Ci siamo Max. E’ iniziata la Settimana. Quella con la esse maiuscola. Quella che io, te e gli altri viaggiatori a Roma (non chiamiamoci emigranti, per favore. Troisi avrebbe risposto: «Ma perché emigrante, ‘o napoletano nun puo’ viaggia’?») attendiamo – e temiamo – un anno intero. Me ne sono accorto ieri mattina. Quando il portiere del mio palazzo, Ashoka, un ragazzo dello Sri Lanka, ha suonato alla porta per consegnarmi la posta e m’ha salutato con un ghigno: «Duttore, sabato Napoli perdesi. Vince Ruma». Avrei voluto chiedergli che se ne frega della Roma uno dello Sri Lanka. Ma non ho fatto in tempo. Avevo già iniziato a menarlo. Perché m’aveva portato una cartella esattoriale, non perché tifava Roma.
Il peggio arriva quando accendi il cellulare. Sarà accaduto anche a te. Da ieri i romanisti mandano più sms a noi napoletani che Ruby a Berlusconi. Ve pijiamo, ve gonfiamo, ve sfonniamo, ce sfoghiamo. Dico, ma si può trascorrere una settimana così? I napoletani che vivono a Roma sanno che sabato è una di quelle giornate che ti cambiano l’umore per i prossimi sette mesi. Se vinciamo, comunque vada li massacreremo trionfanti.
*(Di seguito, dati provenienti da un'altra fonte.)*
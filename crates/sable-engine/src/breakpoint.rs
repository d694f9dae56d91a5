use std::collections::HashMap;
use std::fmt;

use indexmap::IndexMap;
use sable_inferior::{FunctionRef, InferiorPort, MethodInfo, RawBreakpointId};

use crate::error::Error;

/// Index of a breakpoint in the [BreakpointTable].
///
/// Indices are non-zero and never reused while the owning inferior lives;
/// `0` is reserved to mean "unknown/foreign breakpoint, not ours".
#[derive(Debug, Clone, Copy, PartialEq, Eq, Hash, PartialOrd, Ord)]
pub struct BreakpointIndex(u32);

impl BreakpointIndex {
    /// Returns the numeric index.
    pub const fn get(self) -> u32 {
        self.0
    }
}

impl fmt::Display for BreakpointIndex {
    fn fmt(&self, f: &mut fmt::Formatter<'_>) -> fmt::Result {
        write!(f, "{}", self.0)
    }
}

/// Location a breakpoint is set on.
#[derive(Debug, Clone)]
pub enum BreakpointLocation {
    /// A raw code address, insertable immediately.
    Address(u64),

    /// A managed function, resolved lazily when its method is JIT-compiled.
    Function {
        /// The target function.
        function: FunctionRef,

        /// Optional source line within the function; defaults to the first
        /// line.
        line: Option<u32>,
    },
}

/// Thread-group filter of a breakpoint.
///
/// A breakpoint "breaks" only threads its filter accepts; hits from other
/// threads are silently stepped over.
#[derive(Debug, Clone)]
pub enum ThreadFilter {
    /// Break every thread.
    Global,

    /// Break a single thread.
    Thread(u64),

    /// Break any thread of the group.
    Group(Vec<u64>),
}

impl ThreadFilter {
    /// Returns whether the given thread should break on the breakpoint.
    pub fn accepts(&self, thread_id: u64) -> bool {
        match self {
            Self::Global => true,
            Self::Thread(id) => *id == thread_id,
            Self::Group(ids) => ids.contains(&thread_id),
        }
    }
}

/// Callback invoked exactly once when a deferred function breakpoint
/// resolves to an address.
pub type LoadHandler = Box<dyn FnOnce(BreakpointIndex, u64) + Send>;

struct BreakpointRecord {
    location: BreakpointLocation,
    filter: ThreadFilter,
    enabled: bool,

    /// Resolved address; `None` while a function breakpoint is deferred.
    addr: Option<u64>,

    /// Raw id of the low-level insertion; `None` while deferred or disabled.
    raw: Option<RawBreakpointId>,
}

/// Arena of breakpoint records, shared by all engines of one inferior.
///
/// Keyed by a dense, monotonically increasing index; low-level insertions go
/// through the port of whichever engine performs the mutation.
pub struct BreakpointTable {
    next_index: u32,
    records: IndexMap<u32, BreakpointRecord>,
    by_raw: HashMap<RawBreakpointId, u32>,

    /// Deferred function breakpoints, keyed by method token.
    pending: HashMap<u64, Vec<u32>>,

    load_handlers: HashMap<u32, LoadHandler>,
}

impl Default for BreakpointTable {
    fn default() -> Self {
        Self::new()
    }
}

impl BreakpointTable {
    /// Creates an empty table.
    pub fn new() -> Self {
        Self {
            next_index: 1,
            records: IndexMap::new(),
            by_raw: HashMap::new(),
            pending: HashMap::new(),
            load_handlers: HashMap::new(),
        }
    }

    fn allocate(&mut self, record: BreakpointRecord) -> BreakpointIndex {
        let index = self.next_index;
        self.next_index += 1;
        self.records.insert(index, record);
        BreakpointIndex(index)
    }

    /// Inserts a breakpoint at a resolved address.
    pub(crate) fn insert_at<P: InferiorPort>(
        &mut self,
        port: &mut P,
        location: BreakpointLocation,
        filter: ThreadFilter,
        addr: u64,
    ) -> crate::Result<BreakpointIndex> {
        let raw = port.insert_breakpoint(addr)?;

        let index = self.allocate(BreakpointRecord {
            location,
            filter,
            enabled: true,
            addr: Some(addr),
            raw: Some(raw),
        });

        self.by_raw.insert(raw, index.get());

        tracing::info!(index = %index, addr = format_args!("{addr:#x}"), "breakpoint inserted");

        Ok(index)
    }

    /// Registers a function breakpoint whose method is not compiled yet.
    ///
    /// No low-level insertion happens until
    /// [resolve_compiled](Self::resolve_compiled) is called for the method's
    /// token.
    pub(crate) fn insert_deferred(
        &mut self,
        location: BreakpointLocation,
        filter: ThreadFilter,
        token: u64,
    ) -> BreakpointIndex {
        let index = self.allocate(BreakpointRecord {
            location,
            filter,
            enabled: true,
            addr: None,
            raw: None,
        });

        self.pending.entry(token).or_default().push(index.get());

        tracing::info!(index = %index, token, "breakpoint deferred until method is compiled");

        index
    }

    /// Registers a load handler for a deferred breakpoint.
    pub(crate) fn set_load_handler(&mut self, index: BreakpointIndex, handler: LoadHandler) {
        self.load_handlers.insert(index.get(), handler);
    }

    /// Resolves every breakpoint deferred on the given method token.
    ///
    /// Performs the real insertions and invokes (then discards) the load
    /// handlers. Resolution failures are logged and skipped; they never abort
    /// the run that triggered the compilation.
    pub(crate) fn resolve_compiled<P: InferiorPort>(
        &mut self,
        port: &mut P,
        token: u64,
        method: &MethodInfo,
    ) {
        let Some(indices) = self.pending.remove(&token) else {
            return;
        };

        for index in indices {
            let Some(record) = self.records.get_mut(&index) else {
                continue;
            };

            let line = match &record.location {
                BreakpointLocation::Function { line, .. } => *line,
                BreakpointLocation::Address(_) => None,
            };

            let addr = match line {
                Some(line) => method.address_of_line(line),
                None => Some(method.first_line_address()),
            };

            let Some(addr) = addr else {
                tracing::warn!(index, token, "deferred breakpoint has no address for its line");
                continue;
            };

            match port.insert_breakpoint(addr) {
                Ok(raw) => {
                    record.addr = Some(addr);
                    record.raw = Some(raw);
                    self.by_raw.insert(raw, index);

                    tracing::info!(
                        index,
                        addr = format_args!("{addr:#x}"),
                        "deferred breakpoint resolved"
                    );

                    if let Some(handler) = self.load_handlers.remove(&index) {
                        handler(BreakpointIndex(index), addr);
                    }
                }
                Err(e) => tracing::warn!(index, error = %e, "deferred breakpoint insertion failed"),
            }
        }
    }

    /// Removes a breakpoint.
    ///
    /// Removing an unknown (or already removed) index is an error, never a
    /// double-free.
    pub(crate) fn remove<P: InferiorPort>(
        &mut self,
        port: &mut P,
        index: BreakpointIndex,
    ) -> crate::Result<()> {
        let Some(record) = self.records.swap_remove(&index.get()) else {
            return Err(Error::LocationInvalid(format!("no breakpoint {index}")));
        };

        if let Some(raw) = record.raw {
            self.by_raw.remove(&raw);
            port.remove_breakpoint(raw)?;
        }

        for indices in self.pending.values_mut() {
            indices.retain(|i| *i != index.get());
        }
        self.load_handlers.remove(&index.get());

        tracing::info!(index = %index, "breakpoint removed");

        Ok(())
    }

    /// Disables a breakpoint, removing its low-level trap but keeping the
    /// record.
    pub(crate) fn disable<P: InferiorPort>(
        &mut self,
        port: &mut P,
        index: BreakpointIndex,
    ) -> crate::Result<()> {
        let Some(record) = self.records.get_mut(&index.get()) else {
            return Err(Error::LocationInvalid(format!("no breakpoint {index}")));
        };

        if let Some(raw) = record.raw.take() {
            self.by_raw.remove(&raw);
            port.remove_breakpoint(raw)?;
        }
        record.enabled = false;

        Ok(())
    }

    /// Re-enables a disabled breakpoint.
    pub(crate) fn enable<P: InferiorPort>(
        &mut self,
        port: &mut P,
        index: BreakpointIndex,
    ) -> crate::Result<()> {
        let Some(record) = self.records.get_mut(&index.get()) else {
            return Err(Error::LocationInvalid(format!("no breakpoint {index}")));
        };

        if record.raw.is_none() {
            if let Some(addr) = record.addr {
                let raw = port.insert_breakpoint(addr)?;
                record.raw = Some(raw);
                self.by_raw.insert(raw, index.get());
            }
        }
        record.enabled = true;

        Ok(())
    }

    /// Looks up the breakpoint behind a raw id.
    ///
    /// Returns the index, whether it is enabled, and whether its filter
    /// accepts the given thread.
    pub(crate) fn lookup_raw(
        &self,
        raw: RawBreakpointId,
        thread_id: u64,
    ) -> Option<(BreakpointIndex, bool, bool)> {
        let index = *self.by_raw.get(&raw)?;
        let record = self.records.get(&index)?;
        Some((
            BreakpointIndex(index),
            record.enabled,
            record.filter.accepts(thread_id),
        ))
    }

    /// Looks up an enabled breakpoint by resolved address.
    pub(crate) fn at_address(&self, addr: u64) -> Option<BreakpointIndex> {
        self.records
            .iter()
            .find(|(_, record)| record.enabled && record.addr == Some(addr))
            .map(|(index, _)| BreakpointIndex(*index))
    }

    /// Removes every low-level insertion, keeping the records (detach path).
    pub(crate) fn remove_all_raw<P: InferiorPort>(&mut self, port: &mut P) {
        for (index, record) in self.records.iter_mut() {
            if let Some(raw) = record.raw.take() {
                self.by_raw.remove(&raw);
                if let Err(e) = port.remove_breakpoint(raw) {
                    tracing::warn!(index, error = %e, "breakpoint removal failed on detach");
                }
            }
        }
    }
}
Se perdiamo (toccatevi pure) dovremo solo vincere lo scudetto (toccatevi di nuovo) per non dover essere cojonati per un anno intero, o quanto dannato tempo trascorrerà fino al prossimo Roma-Napoli. E’ la differenza che passa tra il poter uscire di casa a testa alta e il non poter uscire proprio. E’ la differenza che passa tra il chiedere ad Antonio (il mio oste preferito) un «caffè Lavezzi» e il vedersi invece servire le «polpette di Mazzarri» (ha giurato che le mette sul menu, il maledetto romanista). E’, ancora, la differenza che passa tra un hamburger con il bacon e uno «Simplicio» (adesso che la Roma l’hanno comprata gli americani, pure da McDonald’s sono giallorossi: te l’avevo detto che la globalizzazione era un danno).
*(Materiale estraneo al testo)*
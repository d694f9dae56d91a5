use sable_inferior::{Event, InferiorPort, InvokeOutcome, RuntimeBackend};

use super::Flow;
use crate::engine::SteppingEngine;

#[derive(Debug, Clone, Copy, PartialEq, Eq)]
enum AttachPhase {
    /// Fetching the runtime's descriptor of the current thread.
    Thread,

    /// Fetching the address of the thread's last-managed-frame pointer.
    Lmf,
}

enum CallbackKind {
    /// Direct call of a compiled method on behalf of a caller.
    CallMethod { entry: u64, arg1: u64, arg2: u64 },

    /// JIT compilation of a method.
    CompileMethod { token: u64 },

    /// Class initializer of a managed class.
    ClassInit { class_ptr: u64 },

    /// Two-phase runtime bootstrap run when the engine attaches to a
    /// thread.
    Attach(AttachPhase),
}

/// Debugger-issued native call into the inferior.
///
/// Saves the thread's register state, issues the call with a unique call id,
/// and waits for the matching completion event; the saved state is restored
/// so the target ends up exactly where it was. A completion with the wrong
/// id, or any other stop, aborts the callback.
pub(crate) struct CallbackOperation {
    kind: CallbackKind,
    call_id: u64,
    saved: Option<crate::engine::SavedState>,

    /// Whether completion is handed to the parent operation instead of
    /// finishing the chain.
    notify_parent: bool,

    /// Raw result words of the completed call.
    pub(crate) result: Option<(u64, u64)>,
}

impl CallbackOperation {
    /// Callback running the class initializer of `class_ptr`, reporting to
    /// its parent operation.
    pub(crate) fn class_init(class_ptr: u64) -> Self {
        Self::helper(CallbackKind::ClassInit { class_ptr })
    }

    /// Callback compiling the method behind `token`, reporting to its parent
    /// operation.
    pub(crate) fn compile_method(token: u64) -> Self {
        Self::helper(CallbackKind::CompileMethod { token })
    }

    /// Root callback calling an arbitrary compiled entry point.
    pub(crate) fn call(entry: u64, arg1: u64, arg2: u64) -> Self {
        Self {
            kind: CallbackKind::CallMethod { entry, arg1, arg2 },
            call_id: 0,
            saved: None,
            notify_parent: false,
            result: None,
        }
    }

    /// Root callback bootstrapping the engine's runtime context.
    pub(crate) fn attach() -> Self {
        Self {
            kind: CallbackKind::Attach(AttachPhase::Thread),
            call_id: 0,
            saved: None,
            notify_parent: false,
            result: None,
        }
    }

    fn helper(kind: CallbackKind) -> Self {
        Self {
            kind,
            call_id: 0,
            saved: None,
            notify_parent: true,
            result: None,
        }
    }

    pub(crate) fn execute<P: InferiorPort, R: RuntimeBackend>(
        &mut self,
        engine: &mut SteppingEngine<P, R>,
    ) -> crate::Result<Flow> {
        self.saved = Some(engine.save_inferior_state()?);
        engine.push_pending_invocation()?;

        let info = engine.runtime_info();
        let (entry, arg1, arg2) = match &self.kind {
            CallbackKind::CallMethod { entry, arg1, arg2 } => (*entry, *arg1, *arg2),
            CallbackKind::CompileMethod { token } => (info.compile_method, *token, 0),
            CallbackKind::ClassInit { class_ptr } => (info.class_init, *class_ptr, 0),
            CallbackKind::Attach(_) => (info.get_current_thread, 0, 0),
        };

        self.call_id = engine.issue_call(entry, arg1, arg2)?;
        Ok(Flow::Wait)
    }

    pub(crate) fn process_event<P: InferiorPort, R: RuntimeBackend>(
        &mut self,
        engine: &mut SteppingEngine<P, R>,
        event: &Event,
    ) -> crate::Result<Flow> {
        match event {
            Event::CallbackCompleted {
                call_id,
                data,
                data2,
            } if *call_id == self.call_id => self.completed(engine, *data, *data2),
            Event::CallbackCompleted { call_id, .. } => {
                tracing::warn!(
                    expected = self.call_id,
                    got = call_id,
                    "callback completed with a mismatched call id"
                );
                self.abort(engine, true)
            }
            Event::Signaled(_) | Event::Exited(_) => self.abort(engine, false),
            Event::Stopped | Event::HitBreakpoint(_) | Event::Interrupted => {
                tracing::warn!("inferior stopped in the middle of a callback");
                self.abort(engine, true)
            }
            _ => Ok(Flow::Wait),
        }
    }

    fn completed<P: InferiorPort, R: RuntimeBackend>(
        &mut self,
        engine: &mut SteppingEngine<P, R>,
        data: u64,
        data2: u64,
    ) -> crate::Result<Flow> {
        if let CallbackKind::Attach(phase) = &mut self.kind {
            match phase {
                AttachPhase::Thread => {
                    *phase = AttachPhase::Lmf;

                    // the lmf pointer is looked up on the thread descriptor
                    // the first call returned
                    let entry = engine.runtime_info().get_lmf_addr;
                    self.call_id = engine.issue_call(entry, data, 0)?;
                    return Ok(Flow::Wait);
                }
                AttachPhase::Lmf => engine.set_lmf_addr(data),
            }
        }

        engine.pop_pending_invocation();
        if let Some(saved) = self.saved.take() {
            engine.restore_inferior_state(saved)?;
        }
        self.result = Some((data, data2));

        if self.notify_parent {
            Ok(Flow::Parent)
        } else {
            Ok(Flow::DoneViaCallback)
        }
    }

    fn abort<P: InferiorPort, R: RuntimeBackend>(
        &mut self,
        engine: &mut SteppingEngine<P, R>,
        restore: bool,
    ) -> crate::Result<Flow> {
        engine.pop_pending_invocation();

        match self.saved.take() {
            Some(saved) if restore => engine.restore_inferior_state(saved)?,
            _ => {}
        }

        Ok(Flow::Done)
    }
}

/// Request of a [runtime_invoke](crate::engine::EngineHandle::runtime_invoke)
/// command.
#[derive(Debug, Clone)]
pub struct InvokeRequest {
    /// Runtime reference of the class the method belongs to, resolved to a
    /// class pointer before the call.
    pub class_ref: u64,

    /// Token of the method to invoke.
    pub method_token: u64,

    /// Receiver object pointer; zero for static methods.
    pub receiver: u64,

    /// Pointer to the packed argument block in the inferior.
    pub args: u64,

    /// Whether the receiver must be boxed before the call (value-type
    /// receiver).
    pub box_receiver: bool,

    /// Whether virtual dispatch must be resolved on the receiver.
    pub virtual_dispatch: bool,
}

#[derive(Debug, Clone, Copy, PartialEq, Eq)]
enum InvokeStage {
    ResolveClass,
    BoxReceiver,
    ResolveVirtual,
    Compile,
    Invoke,
}

/// Multi-stage callback invoking a managed method on behalf of the user.
///
/// Resolves the class, optionally boxes the receiver and resolves virtual
/// dispatch, compiles the target, then calls the runtime's invoke wrapper.
/// The global thread lock is held while runtime metadata is manipulated and
/// released before the actual invocation, so the invoked code can take
/// runtime-internal locks itself.
pub(crate) struct RuntimeInvokeOperation {
    request: InvokeRequest,
    stage: InvokeStage,
    call_id: u64,
    saved: Option<crate::engine::SavedState>,

    class_ptr: u64,
    receiver: u64,
    token: u64,

    /// Marshalled outcome of the completed invocation.
    pub(crate) result: Option<InvokeOutcome>,
}

impl RuntimeInvokeOperation {
    pub(crate) fn new(request: InvokeRequest) -> Self {
        let receiver = request.receiver;
        let token = request.method_token;
        Self {
            request,
            stage: InvokeStage::ResolveClass,
            call_id: 0,
            saved: None,
            class_ptr: 0,
            receiver,
            token,
            result: None,
        }
    }

    pub(crate) async fn execute<P: InferiorPort, R: RuntimeBackend>(
        &mut self,
        engine: &mut SteppingEngine<P, R>,
    ) -> crate::Result<Flow> {
        self.saved = Some(engine.save_inferior_state()?);
        engine.push_pending_invocation()?;
        engine.acquire_global_lock().await?;

        let entry = engine.runtime_info().lookup_class;
        self.call_id = engine.issue_call(entry, self.request.class_ref, 0)?;

        Ok(Flow::Wait)
    }

    pub(crate) fn process_event<P: InferiorPort, R: RuntimeBackend>(
        &mut self,
        engine: &mut SteppingEngine<P, R>,
        event: &Event,
    ) -> crate::Result<Flow> {
        match event {
            Event::CallbackCompleted {
                call_id,
                data,
                data2,
            } if *call_id == self.call_id => self.advance(engine, *data, *data2),
            Event::CallbackCompleted { call_id, .. } => {
                tracing::warn!(
                    expected = self.call_id,
                    got = call_id,
                    "invoke stage completed with a mismatched call id"
                );
                self.abort(engine, true)
            }
            Event::Signaled(_) | Event::Exited(_) => self.abort(engine, false),
            Event::Stopped | Event::HitBreakpoint(_) | Event::Interrupted => {
                tracing::warn!(stage = ?self.stage, "inferior stopped in the middle of an invoke");
                self.abort(engine, true)
            }
            _ => Ok(Flow::Wait),
        }
    }

    /// Consumes one stage result and issues the next stage's call.
    fn advance<P: InferiorPort, R: RuntimeBackend>(
        &mut self,
        engine: &mut SteppingEngine<P, R>,
        data: u64,
        data2: u64,
    ) -> crate::Result<Flow> {
        let info = engine.runtime_info();

        match self.stage {
            InvokeStage::ResolveClass => {
                if data == 0 {
                    tracing::warn!(class_ref = self.request.class_ref, "class resolution failed");
                    return self.abort(engine, true);
                }
                self.class_ptr = data;

                if self.request.box_receiver {
                    self.stage = InvokeStage::BoxReceiver;
                    self.call_id = engine.issue_call(info.box_object, self.class_ptr, self.receiver)?;
                } else {
                    self.dispatch_or_compile(engine)?;
                }
            }
            InvokeStage::BoxReceiver => {
                self.receiver = data;
                self.dispatch_or_compile(engine)?;
            }
            InvokeStage::ResolveVirtual => {
                self.token = data;
                self.stage = InvokeStage::Compile;
                self.call_id = engine.issue_call(info.compile_method, self.token, 0)?;
            }
            InvokeStage::Compile => {
                if data == 0 {
                    tracing::warn!(token = self.token, "method compilation failed");
                    return self.abort(engine, true);
                }
                engine.register_compiled_method(self.token, data);

                // metadata work is over; the invoked code may need other
                // threads to make progress
                engine.release_global_lock();

                self.stage = InvokeStage::Invoke;
                self.call_id = engine.issue_call(info.runtime_invoke, data, self.request.args)?;
            }
            InvokeStage::Invoke => {
                engine.pop_pending_invocation();
                if let Some(saved) = self.saved.take() {
                    engine.restore_inferior_state(saved)?;
                }
                self.result = Some(engine.marshal_invoke_result(data, data2));
                return Ok(Flow::DoneViaCallback);
            }
        }

        Ok(Flow::Wait)
    }

    fn dispatch_or_compile<P: InferiorPort, R: RuntimeBackend>(
        &mut self,
        engine: &mut SteppingEngine<P, R>,
    ) -> crate::Result<()> {
        let info = engine.runtime_info();

        if self.request.virtual_dispatch {
            self.stage = InvokeStage::ResolveVirtual;
            self.call_id = engine.issue_call(info.get_virtual_method, self.receiver, self.token)?;
        } else {
            self.stage = InvokeStage::Compile;
            self.call_id = engine.issue_call(info.compile_method, self.token, 0)?;
        }

        Ok(())
    }

    fn abort<P: InferiorPort, R: RuntimeBackend>(
        &mut self,
        engine: &mut SteppingEngine<P, R>,
        restore: bool,
    ) -> crate::Result<Flow> {
        engine.release_global_lock();
        engine.pop_pending_invocation();

        match self.saved.take() {
            Some(saved) if restore => engine.restore_inferior_state(saved)?,
            _ => {}
        }

        Ok(Flow::Done)
    }
}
Chi non è nato a Napoli e non vive qui, tutto questo non può capirlo. Non può capirlo il mio direttore, che ieri sera alle 21.30 mi chiedeva il titolo sul Pd mentre stavo controllando se avessero accolto o meno il ricorso di Mexes (indovina cosa ho fatto prima). Non lo sa mia figlia, che oggi mi ha chiesto di portarla allo zoo domenica e s’è sentita rispondere che sì, va bene, ma solo se sabato vedo undici leoni (e giustamente m’ha domandato: «Ma se li vediamo sabato, i leoni, che ci andiamo a fare domenica allo zoo?». Ha due anni e mezzo). Non lo sanno i nostri amici, quelli che «se proprio devo scegliere, meglio vincere a Milano». Ma meglio che, se poi non puoi sfottere i milanesi un anno intero?
E hai voglia a dire che non temiamo nessuno. Io da ieri mattina ho iniziato a rosicchiarmi le unghie fino alla seconda falange. Ho un battito cardiaco accelerato che manco alla prima uscita con la prima fidanzatina. Non rispondo più a telefonate o messaggi di romanisti. Testa bassa e ventre piatto. Fino a sabato. Perché nun succede, ma se succede…
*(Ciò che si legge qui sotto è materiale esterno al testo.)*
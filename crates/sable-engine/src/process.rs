use std::collections::HashMap;
use std::sync::{Arc, Mutex, MutexGuard, PoisonError};

use sable_inferior::{InferiorPort, RuntimeBackend};
use tokio::sync::{mpsc, Semaphore};

use crate::breakpoint::BreakpointTable;
use crate::engine::{EngineCommand, EngineHandle, SteppingEngine};
use crate::event::TargetEvent;

/// Locks a mutex, recovering from poisoning.
///
/// Table and runtime mutations are small and panic-free; a poisoned guard
/// still holds consistent data.
pub(crate) fn lock<T>(mutex: &Mutex<T>) -> MutexGuard<'_, T> {
    mutex.lock().unwrap_or_else(PoisonError::into_inner)
}

/// Thread lifecycle change reported by the runtime.
#[derive(Debug, Clone, Copy, PartialEq, Eq)]
pub struct ThreadNotice {
    /// Id of the thread the notice is about.
    pub thread: u64,

    /// What happened.
    pub kind: ThreadNoticeKind,
}

/// Kind of a [ThreadNotice].
#[derive(Debug, Clone, Copy, PartialEq, Eq)]
pub enum ThreadNoticeKind {
    /// The runtime created a thread; the caller may spawn an engine for it.
    Created,

    /// A thread exited.
    Exited,
}

/// State shared by every engine of one inferior.
pub(crate) struct ProcessShared<R> {
    pub(crate) breakpoints: Mutex<BreakpointTable>,
    pub(crate) runtime: Mutex<R>,

    /// Command mailboxes of the live engines, keyed by thread id.
    pub(crate) engines: Mutex<HashMap<u64, mpsc::UnboundedSender<EngineCommand>>>,

    /// Serializes global-thread-lock acquisition process-wide.
    pub(crate) lock_sem: Arc<Semaphore>,

    pub(crate) thread_notices: mpsc::UnboundedSender<ThreadNotice>,
}

/// One debugged inferior: the shared breakpoint table, the runtime
/// collaborator, and a stepping engine per attached thread.
pub struct DebugProcess<R: RuntimeBackend> {
    shared: Arc<ProcessShared<R>>,
}

impl<R: RuntimeBackend> Clone for DebugProcess<R> {
    fn clone(&self) -> Self {
        Self {
            shared: Arc::clone(&self.shared),
        }
    }
}

impl<R: RuntimeBackend> DebugProcess<R> {
    /// Creates a process around a runtime collaborator.
    ///
    /// The returned receiver carries thread lifecycle notices; spawn an
    /// engine for each created thread to drive it.
    pub fn new(runtime: R) -> (Self, mpsc::UnboundedReceiver<ThreadNotice>) {
        let (notice_tx, notice_rx) = mpsc::unbounded_channel();

        let shared = Arc::new(ProcessShared {
            breakpoints: Mutex::new(BreakpointTable::new()),
            runtime: Mutex::new(runtime),
            engines: Mutex::new(HashMap::new()),
            lock_sem: Arc::new(Semaphore::new(1)),
            thread_notices: notice_tx,
        });

        (Self { shared }, notice_rx)
    }

    /// Spawns the stepping engine of one inferior thread.
    ///
    /// The returned receiver carries the stops nobody was waiting on
    /// (background resumes, forced completions).
    pub fn spawn_engine<P: InferiorPort>(
        &self,
        thread_id: u64,
        port: P,
    ) -> (EngineHandle, mpsc::UnboundedReceiver<TargetEvent>) {
        let (cmd_tx, cmd_rx) = mpsc::unbounded_channel();
        let (event_tx, event_rx) = mpsc::unbounded_channel();

        lock(&self.shared.engines).insert(thread_id, cmd_tx.clone());

        let engine = SteppingEngine::new(
            port,
            thread_id,
            Arc::clone(&self.shared),
            cmd_rx,
            event_tx,
        );
        tokio::spawn(engine.run());

        tracing::info!(thread = thread_id, "engine spawned");

        (EngineHandle::new(cmd_tx), event_rx)
    }
}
Post scriptum. Mi sono rivisto il 2-0 dell’andata, così, tanto per prendere coraggio. Poi ho avuto l’incauta idea di leggere le dichiarazioni di Ualterino Mazzarri. «Sarà una partita terribile». Be’, per noi «terribile» sarà tutta la settimana. Cosa vuoi che siano novanta minuti in più?